Shiken: JALT Testing & Evaluation SIG Newsletter
Vol. 12 No. 1. January 2008. (p. 15 - 17) [ISSN 1881-5537]

Book Review

Language Testing: The Social Dimension
(Language Learning Monograph Series)
Tim McNamara & Carsten Roever. (2007)
Malden, MA & Oxford, UK: Blackwell Publishing
ISBN: 978-1-4051-5543-4 (Pbk)
Pbk: ¥4,793 JPY,   £19.99 GBP,   $38.95 USD

The best way to regard this work is as a persuasive essay stressing the need for more socially-responsible foreign language testing. The authors maintain language testing has been overly swayed by psychometric traditions and suggest more focus be given to the social aspects of language use. Designed for applied linguists and educational analysts already familiar with standard works on language assessment, this 291-page volume suggests why the moment may be ripe for a paradigm shift in language testing.
The book starts off by demonstrating how psychometrically-oriented and socially-oriented testing goals are often disparate. Conventional language tests tend to ignore many socio-cultural factors shaping test performance. Moreover, the ways in which formal tests impact communities and the societal costs of inappropriate testing policies are also frequently overlooked. To create tests which are not only psychometrically valid psychometrically valid but also socially justified, McNamara and Roever stress the need for more comprehensive theories and for socially-oriented research throughout the test development and revision process.
The authors then highlight how various theories of test validation have dealt with the social dimensions of language performance, and they explore the strengths and weaknesses of the validity theories of Cronbach, Messick, Mislevy, and Kane. Remarking on how factors such as task, rater, and interlocutor impact test performance, the authors suggest that new theoretical foundations as well as a lot more empirical research needs to be done before language tests even begin to approach the same level of social precision as they have achieved in the psychological sphere. Suggesting that no widely accepted current theory of test validation does an adequate job of elucidating the social function of tests, McNamara and Roever stop short of suggesting what theory might be up to that task.
The authors then critique the limitations of conventional tests in describing language performance. In particular, concerns about oral interviews and tests of interlanguage pragmatics are raised. McNamara and Roever devote considerable space to pointing out the weaknesses in discourse completion tests (DCTs). To gain better insight into the socio-pragmatic knowledge of respondents, they suggest that role plays and think aloud protocols might be a more promising approach.
Various ways of dealing with test bias and differential item functioning (DIF) are then explored. Disambiguating these terms, McNamara and Roever declare:

[ p. 15 ]

Differential item functioning is a necessary condition but not sufficient condition for bias because a test item that functions differently for two groups might do so because it advantages one group in a construct-irrelevant way, but there might also be a legitimate reason for differential functioning. (p. 83)
A wide range of methods for detecting DIF are then contrasted. The strengths and weaknesses of various parametric, non-parametric, and IRT approaches are duly weighed. Special focus is given to considering the merits and limitations of generalizability theory and FACETS-based multifaceted analyses in detecting DIF. The authors recommend multifaceted analysis for fine-tuned investigations, but generalizability studies when overall impressions of test dependability are sought. Noting how different DIF detection procedures tend to yield different results, the mantra of caution is again stressed when interpreting test results. To some extent, we also need to question the agenda of the researchers: few researchers are immune from political, economic, or social pressures to present themes that they research in a certain light (Marco & Larkin, 2000).
"Though much of the socially-oriented research studies cited in this text are still underdeveloped, the authors do succeed in offering persuasive reasons why the somewhat narrow field of language testing needs to expand its scope."

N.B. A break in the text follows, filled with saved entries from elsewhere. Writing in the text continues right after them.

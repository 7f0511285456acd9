//! Linear algebra support for the estimators.

pub mod rcond;
pub mod shape;
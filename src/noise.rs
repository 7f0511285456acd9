#![allow(non_snake_case)]

//! Linear additive noise models.

use nalgebra::{DMatrix, DVector, RealField};

/// Additive noise.
///
/// Noise represented as a the noise variance vector.
#[derive(PartialEq, Clone, Debug)]
pub struct UncorrelatedNoise<N: RealField> {
    /// Noise variance
    pub q: DVector<N>,
}

/// Additive noise.
///
/// Noise represented as a the noise covariance matrix.
#[derive(PartialEq, Clone, Debug)]
pub struct CorrelatedNoise<N: RealField> {
    /// Noise covariance
    pub Q: DMatrix<N>,
}

impl<N: RealField> CorrelatedNoise<N> {
    pub fn new(Q: DMatrix<N>) -> Self {
        CorrelatedNoise { Q }
    }

    /// Noise of dimension `d` with no variance.
    pub fn zero(d: usize) -> Self {
        CorrelatedNoise {
            Q: DMatrix::zeros(d, d),
        }
    }

    /// Independent noise with the same `variance` in each of `d` dimensions.
    pub fn isotropic(d: usize, variance: N) -> Self {
        CorrelatedNoise {
            Q: DMatrix::from_diagonal_element(d, d, variance),
        }
    }

    /// Creates a CorrelatedNoise from an UncorrelatedNoise.
    pub fn from_uncorrelated(uncorrelated: &UncorrelatedNoise<N>) -> Self {
        CorrelatedNoise {
            Q: DMatrix::from_diagonal(&uncorrelated.q),
        }
    }

    /// Noise dimension.
    pub fn dim(&self) -> usize {
        self.Q.nrows()
    }
}

impl<N: RealField> From<UncorrelatedNoise<N>> for CorrelatedNoise<N> {
    fn from(uncorrelated: UncorrelatedNoise<N>) -> Self {
        CorrelatedNoise::from_uncorrelated(&uncorrelated)
    }
}
//! State estimators.

pub mod covariance;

Midway through the book fairness reviews and codes of ethics and practice are discussed. The authors note how fairness reviews are not only a way of reducing some types of test DIF, but also protecting test developers from costly litigation. Attention then shifts to codes of ethics and practice in the language testing profession. Here the McNamara and Roever dismiss efforts to change testing practices through such codes as ineffectual by noting:
In a weak profession, like language testing, no professional association regulates the right to practice: membership in a professional organization is voluntary, it is not a precondition for practice, and, consequently, there are no serious sanctions against members who violate codes of ethics. The association might exclude them, but they cannot be stopped from continuing to practice, ethically or unethically. (p. 139)
Observing how language tests often serve as identity markers, the authors then show how language test performance is often used to indicate membership in a specific group. Citing examples of test use in intercultural conflict, McNamara and Roever concur with Foucalt (1975/1997) in suggesting that language tests are often forms of surveillance and – in some cases – persecution. Ways in which language tests designed to ascertain the identity of persons are fraught with reliability and validity problems (not to mention moral quandaries) are underscored. Political uses and misuses of tests illustrate how frequently language testing is a form of social engineering. Indeed, the formal and seemingly scientific nature of most language tests serves as a mask for their preeminently social agenda. Stressing the need for more critical awareness about test use, the authors state:
. . . we cannot afford to be merely naive players in the discursively constructed world in which language tests are located. Appropriate intellectual and analytical tools enable us to recognize the roles that tests will play in the operation of power and systems of social control. We will be less inclined to seek shelter in the impersonality and purely technical aspects of our work. We need critical self-awareness in order for us to first recognize and then to decide whether or not to accept or to resist our own subject position in the system of social control in which tests play such a part. (p. 198)

[ p. 16 ]

Language teachers will be particularly interested in Chapter 7 of this work since it considers how tests are used and abused in schools. Ways that political mandates often shape testing in various countries are described. In many cases, politicians create some sort of standard that is not based on social research but rather on a political agenda by which students, teachers, and entire school systems are judged. The impact of such standards is often far-reaching and unforeseen. For example, some schools in the USA now encourage low-performing students to drop out to avoid lowering the overall school scores (Balfanz & Legters, 2004). The authors remind us that political motives are generally more influential in shaping test constructs than any formal academic research.
Readers in Japan may find the authors' reference to Akiyama's (2003) research on the resistance to implementing an EFL speaking test for high schools in Tokyo to be of particular interest. It is a good example of how competing agendas and cultural values can stymie innovation. Despite MEXT pronouncements to the contrary, the authors suggest that oral fluency is not a highly esteemed trait in Japan. Hence:
the underlying construct [of current high school EFL tests in Japan] is not communicative proficiency in English . . . but, rather, diligence and hard work - attributes highly valued in Japanese society . . . the actual content of the test and its validity in terms of conformity to the curriculum guidelines . . . are not the central issue; what matters is that the test be difficult and play the role of selecting the character attributes of diligence and effort. (p. 208)
The authors go on to assert that entrance exams in Japan are essentially a measure of character and/or intelligence rather than communicative ability. Though lip service is given to the need to improve the oral EFL proficiency among Japanese, most Japanese administrators believe tests should be a "properly noncommunicative" (p. 208, 209) means of demonstrating the ability to memorize complex rules and exhibit evidence of academic skills. In other words, testing is a sort of ritualized performance that has little to do with authentic communication, a point McVeigh (2002) discusses at length.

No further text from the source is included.